Data extract
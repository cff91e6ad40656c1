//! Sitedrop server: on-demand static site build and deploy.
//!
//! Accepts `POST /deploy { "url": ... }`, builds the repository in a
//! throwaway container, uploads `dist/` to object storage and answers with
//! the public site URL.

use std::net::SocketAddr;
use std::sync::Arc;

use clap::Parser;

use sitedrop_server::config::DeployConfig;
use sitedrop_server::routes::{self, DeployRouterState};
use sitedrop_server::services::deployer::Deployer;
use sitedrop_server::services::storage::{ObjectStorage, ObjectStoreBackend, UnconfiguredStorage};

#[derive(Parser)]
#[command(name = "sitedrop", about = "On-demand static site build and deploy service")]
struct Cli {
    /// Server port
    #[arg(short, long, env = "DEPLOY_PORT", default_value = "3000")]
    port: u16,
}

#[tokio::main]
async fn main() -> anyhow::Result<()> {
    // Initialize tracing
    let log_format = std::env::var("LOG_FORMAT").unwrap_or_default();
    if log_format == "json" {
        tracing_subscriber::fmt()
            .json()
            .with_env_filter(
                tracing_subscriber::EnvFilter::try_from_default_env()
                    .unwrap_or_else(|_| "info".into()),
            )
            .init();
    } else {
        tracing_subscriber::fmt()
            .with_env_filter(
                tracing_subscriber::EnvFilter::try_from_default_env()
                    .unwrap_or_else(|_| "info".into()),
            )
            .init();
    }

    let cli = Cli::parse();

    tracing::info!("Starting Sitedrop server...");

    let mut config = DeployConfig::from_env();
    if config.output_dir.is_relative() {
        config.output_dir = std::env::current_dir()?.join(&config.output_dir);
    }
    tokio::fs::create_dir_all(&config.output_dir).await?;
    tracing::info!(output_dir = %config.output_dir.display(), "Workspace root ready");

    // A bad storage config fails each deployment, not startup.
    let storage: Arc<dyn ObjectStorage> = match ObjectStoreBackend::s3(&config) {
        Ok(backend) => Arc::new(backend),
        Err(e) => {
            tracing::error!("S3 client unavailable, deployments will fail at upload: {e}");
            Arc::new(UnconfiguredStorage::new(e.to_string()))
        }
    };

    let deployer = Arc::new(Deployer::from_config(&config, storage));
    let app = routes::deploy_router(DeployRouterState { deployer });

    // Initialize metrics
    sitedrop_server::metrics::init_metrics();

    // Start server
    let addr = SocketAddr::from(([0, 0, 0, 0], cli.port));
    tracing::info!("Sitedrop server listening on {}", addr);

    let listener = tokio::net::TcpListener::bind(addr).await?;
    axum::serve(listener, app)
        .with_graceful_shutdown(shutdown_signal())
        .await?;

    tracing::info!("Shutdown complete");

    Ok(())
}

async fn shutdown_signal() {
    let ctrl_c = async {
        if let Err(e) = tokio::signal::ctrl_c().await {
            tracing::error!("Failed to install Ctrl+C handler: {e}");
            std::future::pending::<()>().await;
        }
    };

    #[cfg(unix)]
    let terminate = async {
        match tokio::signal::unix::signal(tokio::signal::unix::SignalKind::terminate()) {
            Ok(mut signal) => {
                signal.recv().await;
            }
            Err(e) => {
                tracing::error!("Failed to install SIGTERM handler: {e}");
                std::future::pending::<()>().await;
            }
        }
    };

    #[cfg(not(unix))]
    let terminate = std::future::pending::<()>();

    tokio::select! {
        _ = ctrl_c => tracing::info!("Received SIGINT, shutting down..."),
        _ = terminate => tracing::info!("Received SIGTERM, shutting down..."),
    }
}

Exercise
Go through the data, and copy each line in which the word "SIGTERM" appears.

Answer box
                tracing::error!("Failed to install SIGTERM handler: {e}");
        _ = terminate => tracing::info!("Received SIGTERM, shutting down..."),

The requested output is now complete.